Olympio s’avance, silhouette fragile mais regard incandescent : On m’a fauché au petit matin pour préserver les intérêts de Paris. Les mains de vos parrains portaient encore l’encre de mon assassinat. Comment oses-tu, Robert, parler de souveraineté quand ton héritage est un cimetière ?
Puis Sankara, voix de tonnerre, tranche le silence : On m’a trahi par mes frères, armés et conseillés par vos réseaux. Et toi, Lamine, tu oses donner ton micro aux fils de mes bourreaux ! Sache-le : la vérité finit toujours par triompher du mensonge.
Soudain, la silhouette d’Alpha Condé surgit dans la salle, le doigt levé, ironique et amer :
Vous dénoncez mon troisième mandat, mais vous encouragez le quatrième mandat de mon voisin, au point de magnifier vos liens avec son épouse ! Quelle hypocrisie ! Ah, la vie ! Vous êtes les marchands d’un double langage, les avocats d’une démocratie sélective !
Plaidoirie du Procureur
Le procureur se lève.
Messieurs les juges, voyez la supercherie ! Voyez comment ces deux hommes manipulent nos blessures pour mieux nous voler nos colères.
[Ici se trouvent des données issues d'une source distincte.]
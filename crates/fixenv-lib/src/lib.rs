pub mod error;
pub use error::Result;
pub use error::Error;

pub mod config;
pub use config::Config;

pub mod requirements;
pub use requirements::Pin;
pub use requirements::PinLine;

pub mod conflict;
pub use conflict::ConflictRecord;

pub mod fix;
pub mod explain;
pub mod snapshot;

pub mod analysis;
pub use analysis::Analysis;
pub use analysis::Explanation;
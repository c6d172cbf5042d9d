use std::time::Duration;

use fixenv::explain::*;
use fixenv_test_utils::*;
use wiremock::matchers::{body_json, method};
use wiremock::{Mock, MockServer, ResponseTemplate};

#[tokio::test]
async fn explanation_is_first_choice_content() {
	let _ = env_logger::builder().is_test(true).try_init();
	let server = chat_server("Pin each package once.").await;
	let client = ChatClient::new(&config_for(&server)).expect("failed to create client.");

	let analysis = fixenv::Analysis::new(SAMPLE_CONFLICTING);
	let explanation = analysis.explain(&client).await.expect("explanation failed.");

	assert_eq!(explanation.text(), "Pin each package once.");
	assert_eq!(explanation.fingerprint(), analysis.fingerprint());
}

#[tokio::test]
async fn request_carries_prompt_and_model() {
	let server = MockServer::start().await;
	let expected = serde_json::json!({
		"model": "gpt-4o-mini",
		"messages": [{
			"role": "user",
			"content": "Explain these Python dependency conflicts and how to fix them clearly:\nnumpy: 1.20 vs 1.25\npandas: 1.3 vs 1.4"
		}]
	});
	Mock::given(method("POST"))
		.and(body_json(expected))
		.respond_with(ResponseTemplate::new(200).set_body_json(chat_reply("ok")))
		.expect(1)
		.mount(&server)
		.await;

	let client = ChatClient::new(&config_for(&server)).expect("failed to create client.");
	let analysis = fixenv::Analysis::new(SAMPLE_CONFLICTING);
	assert_eq!(client.explain(analysis.conflicts()).await.expect("explanation failed."), "ok");
}

#[tokio::test]
async fn no_conflicts_means_no_request() {
	let server = MockServer::start().await;
	Mock::given(method("POST"))
		.respond_with(ResponseTemplate::new(200).set_body_json(chat_reply("unused")))
		.expect(0)
		.mount(&server)
		.await;

	let client = ChatClient::new(&config_for(&server)).expect("failed to create client.");
	let result = fixenv::Analysis::new(SAMPLE_CLEAN).explain(&client).await;
	assert!(matches!(result, Err(fixenv::Error::NothingToExplain)));
}

#[tokio::test]
async fn rejected_key_is_a_status_error() {
	let server = chat_server_with(ResponseTemplate::new(401).set_body_string("invalid api key")).await;
	let client = ChatClient::new(&config_for(&server)).expect("failed to create client.");

	match client.complete("hi".to_string()).await {
		Err(ExplainError::Status { status, body }) => {
			assert_eq!(status.as_u16(), 401);
			assert_eq!(body, "invalid api key");
		},
		other => panic!("expected status error, got {:?}", other),
	}
}

#[tokio::test]
async fn rate_limit_is_not_retried() {
	let server = MockServer::start().await;
	Mock::given(method("POST"))
		.respond_with(ResponseTemplate::new(429))
		.expect(1)
		.mount(&server)
		.await;

	let client = ChatClient::new(&config_for(&server)).expect("failed to create client.");
	let result = client.complete("hi".to_string()).await;
	assert!(matches!(result, Err(ExplainError::Status { status, .. }) if status.as_u16() == 429));
}

#[tokio::test]
async fn empty_choices_are_malformed() {
	let server = chat_server_with(ResponseTemplate::new(200).set_body_json(serde_json::json!({ "choices": [] }))).await;
	let client = ChatClient::new(&config_for(&server)).expect("failed to create client.");
	assert!(matches!(client.complete("hi".to_string()).await, Err(ExplainError::MalformedResponse(_))));
}

#[tokio::test]
async fn non_json_reply_is_malformed() {
	let server = chat_server_with(ResponseTemplate::new(200).set_body_string("<html>gateway</html>")).await;
	let client = ChatClient::new(&config_for(&server)).expect("failed to create client.");
	assert!(matches!(client.complete("hi".to_string()).await, Err(ExplainError::MalformedResponse(_))));
}

#[tokio::test]
async fn slow_service_times_out() {
	let server = chat_server_with(
		ResponseTemplate::new(200)
			.set_body_json(chat_reply("too late"))
			.set_delay(Duration::from_secs(5))
	).await;
	let mut config = config_for(&server);
	assert!(config.set_timeout_secs(1));
	let client = ChatClient::new(&config).expect("failed to create client.");

	match client.complete("hi".to_string()).await {
		Err(ExplainError::Timeout(t)) => assert_eq!(t, Duration::from_secs(1)),
		other => panic!("expected timeout, got {:?}", other),
	}
}

#[tokio::test]
async fn https_only_refuses_plain_http() {
	let server = chat_server("unused").await;
	let mut config = config_for(&server);
	config.set_https_only(true);
	let client = ChatClient::new(&config).expect("failed to create client.");
	assert!(matches!(client.complete("hi".to_string()).await, Err(ExplainError::Reqwest(_))));
}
Robert n’est pas un témoin neutre, mais un acteur de notre effondrement. Lamine n’est pas un journaliste, mais un marchand d’illusions. L’un a hérité des crimes, l’autre les recycle à l’écran.
Le Verdict et le Rituel
La salle gronde, des voix s’élèvent :
Justice ! Justice pour l’Afrique !
Le Président du Tribunal prononce :
Le tribunal des peuples africains déclare Lamine et Robert coupables d’usurpation de mémoire, d’escroquerie politique et de complicité morale avec les assassins de la souveraineté africaine.
Le chœur du peuple se lève, les tambours résonnent :
Plus jamais ça ! Plus jamais ça !
Le peuple ne demande pas vos excuses. Le peuple n’attend pas vos larmes. Le peuple vous condamne à être démasqués, à être livrés à la vérité nue. Car la honte, la véritable honte, est la seule prison dont vous ne sortirez jamais.
Rideau.
Le tam-tam se tait. Mais dans les consciences africaines, l’écho du verdict restera à jamais gravé.